__Action item__:
Go through the entries below. Copy each line in which "substitute" appears.

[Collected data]
********

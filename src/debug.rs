//! Debug overlay collaborator (spec.md §6, SPEC_FULL.md §4.8).
//!
//! A graphical overlay is out of scope; the contract itself is still
//! implemented since spec.md names it as an external interface.

use log::trace;

/// Receives one textual register/flag/opcode snapshot per step (or per
/// frame, at the caller's discretion).
pub trait DebugOverlay {
    fn on_frame(&mut self, snapshot: &str);
}

/// Default overlay: discards every snapshot.
#[derive(Debug, Default)]
pub struct NullOverlay;

impl DebugOverlay for NullOverlay {
    fn on_frame(&mut self, _snapshot: &str) {}
}

/// Emits each snapshot at `trace!` level instead of rendering it.
#[derive(Debug, Default)]
pub struct LogOverlay;

impl DebugOverlay for LogOverlay {
    fn on_frame(&mut self, snapshot: &str) {
        trace!("{}", snapshot);
    }
}

#[cfg(test)]
mod tests {
    use super::*;

    #[test]
    fn null_overlay_accepts_any_snapshot_without_panicking() {
        let mut overlay = NullOverlay;
        overlay.on_frame("AF=01B0 BC=0013 DE=00D8 HL=014D SP=FFFE PC=0100 Z=0 N=0 H=0 C=0 op=00");
    }
}
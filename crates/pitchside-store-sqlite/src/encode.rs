//! Encoding and decoding helpers between Rust domain types and the plain-text
//! representations stored in SQLite columns.
//!
//! All timestamps are stored as RFC 3339 strings. JSON-typed columns
//! (coordinates, per-player stat maps, raw incident payloads) are stored as
//! compact JSON text. Enumerated markers (result, half, side, game state,
//! incident type) are stored as the feed's own short codes.

use chrono::{DateTime, Utc};
use pitchside_core::{
  dimension::{Manager, Player, Season, Team, Tournament},
  event::{Goal, Half, Incident, IncidentType, Shot, Substitution},
  fixture::{Fixture, FixtureResult},
  state::{GameState, GameStateSegment},
  stats::{PlayerStatistic, Side},
};
use serde_json::Value;

use crate::{Error, Result};

// ─── DateTime<Utc> ───────────────────────────────────────────────────────────

pub fn encode_dt(dt: DateTime<Utc>) -> String { dt.to_rfc3339() }

pub fn decode_dt(s: &str) -> Result<DateTime<Utc>> {
  DateTime::parse_from_rfc3339(s)
    .map(|dt| dt.with_timezone(&Utc))
    .map_err(|e| Error::DateParse(e.to_string()))
}

pub fn encode_opt_dt(dt: Option<DateTime<Utc>>) -> Option<String> {
  dt.map(encode_dt)
}

pub fn decode_opt_dt(s: Option<&str>) -> Result<Option<DateTime<Utc>>> {
  s.map(decode_dt).transpose()
}

// ─── JSON columns ────────────────────────────────────────────────────────────

pub fn encode_json(v: &Value) -> Result<String> {
  Ok(serde_json::to_string(v)?)
}

pub fn decode_json(s: &str) -> Result<Value> {
  Ok(serde_json::from_str(s)?)
}

pub fn encode_opt_json(v: Option<&Value>) -> Result<Option<String>> {
  v.map(encode_json).transpose()
}

pub fn decode_opt_json(s: Option<&str>) -> Result<Option<Value>> {
  s.map(decode_json).transpose()
}

// ─── Enumerated markers ──────────────────────────────────────────────────────

pub fn encode_opt_half(h: Option<Half>) -> Option<&'static str> {
  h.map(Half::as_str)
}

pub fn decode_opt_half(s: Option<&str>) -> Result<Option<Half>> {
  Ok(s.map(Half::parse).transpose()?)
}

// ─── Row types ───────────────────────────────────────────────────────────────

/// Raw strings read directly from a `tournaments` row.
pub struct RawTournament {
  pub id:                   i64,
  pub name:                 String,
  pub tournament_id:        Option<i64>,
  pub unique_tournament_id: Option<i64>,
  pub created_at:           String,
}

impl RawTournament {
  pub fn into_tournament(self) -> Result<Tournament> {
    Ok(Tournament {
      id:                   self.id,
      name:                 self.name,
      tournament_id:        self.tournament_id,
      unique_tournament_id: self.unique_tournament_id,
      created_at:           decode_dt(&self.created_at)?,
    })
  }
}

pub struct RawSeason {
  pub id:                   i64,
  pub season_id:            i64,
  pub name:                 Option<String>,
  pub year:                 Option<String>,
  pub tournament_id:        Option<i64>,
  pub unique_tournament_id: Option<i64>,
  pub created_at:           String,
}

impl RawSeason {
  pub fn into_season(self) -> Result<Season> {
    Ok(Season {
      id:                   self.id,
      season_id:            self.season_id,
      name:                 self.name,
      year:                 self.year,
      tournament_id:        self.tournament_id,
      unique_tournament_id: self.unique_tournament_id,
      created_at:           decode_dt(&self.created_at)?,
    })
  }
}

pub struct RawTeam {
  pub id:              i64,
  pub team_id:         i64,
  pub name:            String,
  pub short_name:      Option<String>,
  pub slug:            Option<String>,
  pub name_code:       Option<String>,
  pub primary_color:   Option<String>,
  pub secondary_color: Option<String>,
  pub created_at:      String,
}

impl RawTeam {
  pub fn into_team(self) -> Result<Team> {
    Ok(Team {
      id:              self.id,
      team_id:         self.team_id,
      name:            self.name,
      short_name:      self.short_name,
      slug:            self.slug,
      name_code:       self.name_code,
      primary_color:   self.primary_color,
      secondary_color: self.secondary_color,
      created_at:      decode_dt(&self.created_at)?,
    })
  }
}

pub struct RawManager {
  pub id:         i64,
  pub manager_id: i64,
  pub team_id:    i64,
  pub name:       Option<String>,
  pub short_name: Option<String>,
  pub slug:       Option<String>,
  pub created_at: String,
}

impl RawManager {
  pub fn into_manager(self) -> Result<Manager> {
    Ok(Manager {
      id:         self.id,
      manager_id: self.manager_id,
      team_id:    self.team_id,
      name:       self.name,
      short_name: self.short_name,
      slug:       self.slug,
      created_at: decode_dt(&self.created_at)?,
    })
  }
}

pub struct RawPlayer {
  pub id:                      i64,
  pub player_id:               i64,
  pub name:                    Option<String>,
  pub short_name:              Option<String>,
  pub date_of_birth_timestamp: Option<i64>,
  pub team_id:                 Option<i64>,
  pub sofascore_id:            Option<String>,
  pub created_at:              String,
}

impl RawPlayer {
  pub fn into_player(self) -> Result<Player> {
    Ok(Player {
      id:                      self.id,
      player_id:               self.player_id,
      name:                    self.name,
      short_name:              self.short_name,
      date_of_birth_timestamp: self.date_of_birth_timestamp,
      team_id:                 self.team_id,
      sofascore_id:            self.sofascore_id,
      created_at:              decode_dt(&self.created_at)?,
    })
  }
}

/// Raw strings read directly from a `fixtures` row.
pub struct RawFixture {
  pub id:                i64,
  pub fixture_id:        i64,
  pub fixture_custom_id: Option<String>,
  pub home_team_id:      Option<i64>,
  pub away_team_id:      Option<i64>,
  pub season_id:         Option<i64>,
  pub round:             Option<i64>,
  pub kickoff_date_time: Option<String>,
  pub status:            Option<String>,
  pub home_score:        Option<i64>,
  pub away_score:        Option<i64>,
  pub result:            Option<String>,
  pub injury_time_1:     i64,
  pub injury_time_2:     i64,
  pub total_time:        i64,
  pub home_manager_id:   Option<i64>,
  pub away_manager_id:   Option<i64>,
  pub created_at:        String,
}

impl RawFixture {
  pub fn into_fixture(self) -> Result<Fixture> {
    let result =
      self.result.as_deref().map(FixtureResult::parse).transpose()?;

    Ok(Fixture {
      id:                self.id,
      fixture_id:        self.fixture_id,
      fixture_custom_id: self.fixture_custom_id,
      home_team_id:      self.home_team_id,
      away_team_id:      self.away_team_id,
      season_id:         self.season_id,
      round:             self.round,
      kickoff_date_time: decode_opt_dt(self.kickoff_date_time.as_deref())?,
      status:            self.status,
      home_score:        self.home_score,
      away_score:        self.away_score,
      result,
      injury_time_1:     self.injury_time_1,
      injury_time_2:     self.injury_time_2,
      total_time:        self.total_time,
      home_manager_id:   self.home_manager_id,
      away_manager_id:   self.away_manager_id,
      created_at:        decode_dt(&self.created_at)?,
    })
  }
}

pub struct RawGoal {
  pub id:               i64,
  pub fixture_id:       i64,
  pub team_id:          Option<i64>,
  pub player_id:        Option<i64>,
  pub assist_player_id: Option<i64>,
  pub goal_minute:      Option<i64>,
  pub added_time:       Option<i64>,
  pub match_minute:     Option<i64>,
  pub half:             Option<String>,
  pub goal_type:        Option<String>,
  pub is_own_goal:      bool,
  pub incident_id:      Option<i64>,
}

impl RawGoal {
  pub fn into_goal(self) -> Result<Goal> {
    Ok(Goal {
      id:               self.id,
      fixture_id:       self.fixture_id,
      team_id:          self.team_id,
      player_id:        self.player_id,
      assist_player_id: self.assist_player_id,
      goal_minute:      self.goal_minute,
      added_time:       self.added_time,
      match_minute:     self.match_minute,
      half:             decode_opt_half(self.half.as_deref())?,
      goal_type:        self.goal_type,
      is_own_goal:      self.is_own_goal,
      incident_id:      self.incident_id,
    })
  }
}

pub struct RawSubstitution {
  pub id:            i64,
  pub fixture_id:    i64,
  pub team_id:       Option<i64>,
  pub player_in_id:  Option<i64>,
  pub player_out_id: Option<i64>,
  pub minute:        Option<i64>,
  pub added_time:    Option<i64>,
  pub match_minute:  Option<i64>,
  pub half:          Option<String>,
  pub injury:        bool,
  pub incident_id:   Option<i64>,
}

impl RawSubstitution {
  pub fn into_substitution(self) -> Result<Substitution> {
    Ok(Substitution {
      id:            self.id,
      fixture_id:    self.fixture_id,
      team_id:       self.team_id,
      player_in_id:  self.player_in_id,
      player_out_id: self.player_out_id,
      minute:        self.minute,
      added_time:    self.added_time,
      match_minute:  self.match_minute,
      half:          decode_opt_half(self.half.as_deref())?,
      injury:        self.injury,
      incident_id:   self.incident_id,
    })
  }
}

pub struct RawShot {
  pub id:                     i64,
  pub fixture_id:             i64,
  pub shot_id:                i64,
  pub team_id:                Option<i64>,
  pub player_id:              Option<i64>,
  pub shot_type:              Option<String>,
  pub goal_type:              Option<String>,
  pub situation:              Option<String>,
  pub body_part:              Option<String>,
  pub goal_mouth_location:    Option<String>,
  pub player_coordinates:     Option<String>,
  pub goal_mouth_coordinates: Option<String>,
  pub draw_coordinates:       Option<String>,
  pub xg:                     Option<f64>,
  pub xgot:                   Option<f64>,
  pub minute:                 Option<i64>,
  pub added_time:             Option<i64>,
}

impl RawShot {
  pub fn into_shot(self) -> Result<Shot> {
    Ok(Shot {
      id:                     self.id,
      fixture_id:             self.fixture_id,
      shot_id:                self.shot_id,
      team_id:                self.team_id,
      player_id:              self.player_id,
      shot_type:              self.shot_type,
      goal_type:              self.goal_type,
      situation:              self.situation,
      body_part:              self.body_part,
      goal_mouth_location:    self.goal_mouth_location,
      player_coordinates:     decode_opt_json(self.player_coordinates.as_deref())?,
      goal_mouth_coordinates: decode_opt_json(self.goal_mouth_coordinates.as_deref())?,
      draw_coordinates:       decode_opt_json(self.draw_coordinates.as_deref())?,
      xg:                     self.xg,
      xgot:                   self.xgot,
      minute:                 self.minute,
      added_time:             self.added_time,
    })
  }
}

pub struct RawIncident {
  pub id:                  i64,
  pub fixture_id:          i64,
  pub incident_type:       String,
  pub incident_id:         Option<i64>,
  pub team_id:             Option<i64>,
  pub player_id:           Option<i64>,
  pub minute:              Option<i64>,
  pub added_time:          Option<i64>,
  pub match_minute:        Option<i64>,
  pub half:                Option<String>,
  pub text:                Option<String>,
  pub home_score:          Option<i64>,
  pub away_score:          Option<i64>,
  pub is_live:             bool,
  pub time_seconds:        Option<i64>,
  pub period_time_seconds: Option<i64>,
  pub length:              Option<i64>,
  pub confirmed:           bool,
  pub incident_class:      Option<String>,
  pub reason:              Option<String>,
  pub description:         Option<String>,
  pub incident_data:       String,
}

impl RawIncident {
  pub fn into_incident(self) -> Result<Incident> {
    Ok(Incident {
      id:                  self.id,
      fixture_id:          self.fixture_id,
      incident_type:       IncidentType::parse(&self.incident_type)?,
      incident_id:         self.incident_id,
      team_id:             self.team_id,
      player_id:           self.player_id,
      minute:              self.minute,
      added_time:          self.added_time,
      match_minute:        self.match_minute,
      half:                decode_opt_half(self.half.as_deref())?,
      text:                self.text,
      home_score:          self.home_score,
      away_score:          self.away_score,
      is_live:             self.is_live,
      time_seconds:        self.time_seconds,
      period_time_seconds: self.period_time_seconds,
      length:              self.length,
      confirmed:           self.confirmed,
      incident_class:      self.incident_class,
      reason:              self.reason,
      description:         self.description,
      incident_data:       decode_json(&self.incident_data)?,
    })
  }
}

pub struct RawPlayerStatistic {
  pub id:            i64,
  pub fixture_id:    i64,
  pub player_id:     i64,
  pub team_id:       Option<i64>,
  pub side:          Option<String>,
  pub position:      Option<String>,
  pub jersey_number: Option<String>,
  pub started:       bool,
  pub substitute:    bool,
  pub stats_json:    String,
}

impl RawPlayerStatistic {
  pub fn into_player_statistic(self) -> Result<PlayerStatistic> {
    Ok(PlayerStatistic {
      id:            self.id,
      fixture_id:    self.fixture_id,
      player_id:     self.player_id,
      team_id:       self.team_id,
      side:          self.side.as_deref().map(Side::parse).transpose()?,
      position:      self.position,
      jersey_number: self.jersey_number,
      started:       self.started,
      substitute:    self.substitute,
      stats_json:    decode_json(&self.stats_json)?,
    })
  }
}

pub struct RawGameState {
  pub half:         Option<String>,
  pub start_minute: i64,
  pub end_minute:   i64,
  pub home_state:   String,
  pub away_state:   String,
}

impl RawGameState {
  pub fn into_segment(self) -> Result<GameStateSegment> {
    let half = decode_opt_half(self.half.as_deref())?.unwrap_or(Half::First);
    Ok(GameStateSegment {
      half,
      start_minute: self.start_minute,
      end_minute:   self.end_minute,
      home_state:   GameState::parse(&self.home_state)?,
      away_state:   GameState::parse(&self.away_state)?,
    })
  }
}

********

__Solved problem__:
  pub substitute:    bool,
      substitute:    self.substitute,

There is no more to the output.